Print out all of the data below, keeping it identical to the original.

(EXERCISE MATERIAL begins)

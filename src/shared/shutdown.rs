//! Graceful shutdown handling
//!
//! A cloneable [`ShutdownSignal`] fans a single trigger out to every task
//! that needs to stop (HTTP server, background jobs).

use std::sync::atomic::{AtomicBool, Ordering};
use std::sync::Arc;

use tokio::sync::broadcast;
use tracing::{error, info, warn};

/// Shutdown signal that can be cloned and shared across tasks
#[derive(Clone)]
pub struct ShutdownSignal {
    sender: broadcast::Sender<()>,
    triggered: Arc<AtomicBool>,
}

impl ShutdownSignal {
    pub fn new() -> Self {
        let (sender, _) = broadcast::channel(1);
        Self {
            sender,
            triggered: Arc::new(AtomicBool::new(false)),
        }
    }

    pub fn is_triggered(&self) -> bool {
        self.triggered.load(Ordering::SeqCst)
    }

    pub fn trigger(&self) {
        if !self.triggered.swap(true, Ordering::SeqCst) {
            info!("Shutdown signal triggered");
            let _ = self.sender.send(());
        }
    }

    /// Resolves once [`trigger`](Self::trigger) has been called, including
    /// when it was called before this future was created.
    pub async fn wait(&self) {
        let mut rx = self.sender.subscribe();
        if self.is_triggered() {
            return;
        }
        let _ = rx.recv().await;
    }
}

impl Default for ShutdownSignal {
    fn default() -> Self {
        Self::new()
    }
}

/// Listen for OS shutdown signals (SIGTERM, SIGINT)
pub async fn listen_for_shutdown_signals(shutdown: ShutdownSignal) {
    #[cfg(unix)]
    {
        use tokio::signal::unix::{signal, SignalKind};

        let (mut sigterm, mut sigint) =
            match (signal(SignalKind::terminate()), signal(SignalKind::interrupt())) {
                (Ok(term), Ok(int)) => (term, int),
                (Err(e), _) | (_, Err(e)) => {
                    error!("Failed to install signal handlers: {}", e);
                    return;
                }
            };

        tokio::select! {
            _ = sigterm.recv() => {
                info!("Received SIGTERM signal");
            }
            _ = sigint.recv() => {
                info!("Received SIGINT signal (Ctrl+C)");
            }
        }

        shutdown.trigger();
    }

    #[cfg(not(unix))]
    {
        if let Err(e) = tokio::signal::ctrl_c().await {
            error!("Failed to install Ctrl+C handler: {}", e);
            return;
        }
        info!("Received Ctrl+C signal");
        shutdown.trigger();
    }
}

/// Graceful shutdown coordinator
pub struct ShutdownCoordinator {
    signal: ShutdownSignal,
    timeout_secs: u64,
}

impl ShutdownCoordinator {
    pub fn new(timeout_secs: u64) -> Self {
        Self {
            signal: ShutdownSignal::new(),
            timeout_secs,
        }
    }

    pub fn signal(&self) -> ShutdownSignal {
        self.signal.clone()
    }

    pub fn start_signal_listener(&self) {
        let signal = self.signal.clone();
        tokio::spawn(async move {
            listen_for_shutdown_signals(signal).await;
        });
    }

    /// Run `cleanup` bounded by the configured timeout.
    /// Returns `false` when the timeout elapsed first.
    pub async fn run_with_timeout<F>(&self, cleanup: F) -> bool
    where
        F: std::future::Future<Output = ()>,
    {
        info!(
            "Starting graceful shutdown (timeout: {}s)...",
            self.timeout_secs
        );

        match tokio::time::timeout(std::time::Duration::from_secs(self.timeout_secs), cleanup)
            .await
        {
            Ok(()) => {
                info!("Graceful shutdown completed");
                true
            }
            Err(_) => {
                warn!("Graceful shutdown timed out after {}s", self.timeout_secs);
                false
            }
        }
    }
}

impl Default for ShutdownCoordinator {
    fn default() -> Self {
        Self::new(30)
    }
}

(EXERCISE MATERIAL ends)

TASK OUTPUT =
filename src/shared/shutdown.rs
//! Graceful shutdown handling
//!
//! A cloneable [`ShutdownSignal`] fans a single trigger out to every task
//! that needs to stop (HTTP server, background jobs).

use std::sync::atomic::{AtomicBool, Ordering};
use std::sync::Arc;

use tokio::sync::broadcast;
use tracing::{error, info, warn};

/// Shutdown signal that can be cloned and shared across tasks
#[derive(Clone)]
pub struct ShutdownSignal {
    sender: broadcast::Sender<()>,
    triggered: Arc<AtomicBool>,
}

impl ShutdownSignal {
    pub fn new() -> Self {
        let (sender, _) = broadcast::channel(1);
        Self {
            sender,
            triggered: Arc::new(AtomicBool::new(false)),
        }
    }

    pub fn is_triggered(&self) -> bool {
        self.triggered.load(Ordering::SeqCst)
    }

    pub fn trigger(&self) {
        if !self.triggered.swap(true, Ordering::SeqCst) {
            info!("Shutdown signal triggered");
            let _ = self.sender.send(());
        }
    }

    /// Resolves once [`trigger`](Self::trigger) has been called, including
    /// when it was called before this future was created.
    pub async fn wait(&self) {
        let mut rx = self.sender.subscribe();
        if self.is_triggered() {
            return;
        }
        let _ = rx.recv().await;
    }
}

impl Default for ShutdownSignal {
    fn default() -> Self {
        Self::new()
    }
}

/// Listen for OS shutdown signals (SIGTERM, SIGINT)
pub async fn listen_for_shutdown_signals(shutdown: ShutdownSignal) {
    #[cfg(unix)]
    {
        use tokio::signal::unix::{signal, SignalKind};

        let (mut sigterm, mut sigint) =
            match (signal(SignalKind::terminate()), signal(SignalKind::interrupt())) {
                (Ok(term), Ok(int)) => (term, int),
                (Err(e), _) | (_, Err(e)) => {
                    error!("Failed to install signal handlers: {}", e);
                    return;
                }
            };

        tokio::select! {
            _ = sigterm.recv() => {
                info!("Received SIGTERM signal");
            }
            _ = sigint.recv() => {
                info!("Received SIGINT signal (Ctrl+C)");
            }
        }

        shutdown.trigger();
    }

    #[cfg(not(unix))]
    {
        if let Err(e) = tokio::signal::ctrl_c().await {
            error!("Failed to install Ctrl+C handler: {}", e);
            return;
        }
        info!("Received Ctrl+C signal");
        shutdown.trigger();
    }
}

/// Graceful shutdown coordinator
pub struct ShutdownCoordinator {
    signal: ShutdownSignal,
    timeout_secs: u64,
}

impl ShutdownCoordinator {
    pub fn new(timeout_secs: u64) -> Self {
        Self {
            signal: ShutdownSignal::new(),
            timeout_secs,
        }
    }

    pub fn signal(&self) -> ShutdownSignal {
        self.signal.clone()
    }

    pub fn start_signal_listener(&self) {
        let signal = self.signal.clone();
        tokio::spawn(async move {
            listen_for_shutdown_signals(signal).await;
        });
    }

    /// Run `cleanup` bounded by the configured timeout.
    /// Returns `false` when the timeout elapsed first.
    pub async fn run_with_timeout<F>(&self, cleanup: F) -> bool
    where
        F: std::future::Future<Output = ()>,
    {
        info!(
            "Starting graceful shutdown (timeout: {}s)...",
            self.timeout_secs
        );

        match tokio::time::timeout(std::time::Duration::from_secs(self.timeout_secs), cleanup)
            .await
        {
            Ok(()) => {
                info!("Graceful shutdown completed");
                true
            }
            Err(_) => {
                warn!("Graceful shutdown timed out after {}s", self.timeout_secs);
                false
            }
        }
    }
}

impl Default for ShutdownCoordinator {
    fn default() -> Self {
        Self::new(30)
    }
}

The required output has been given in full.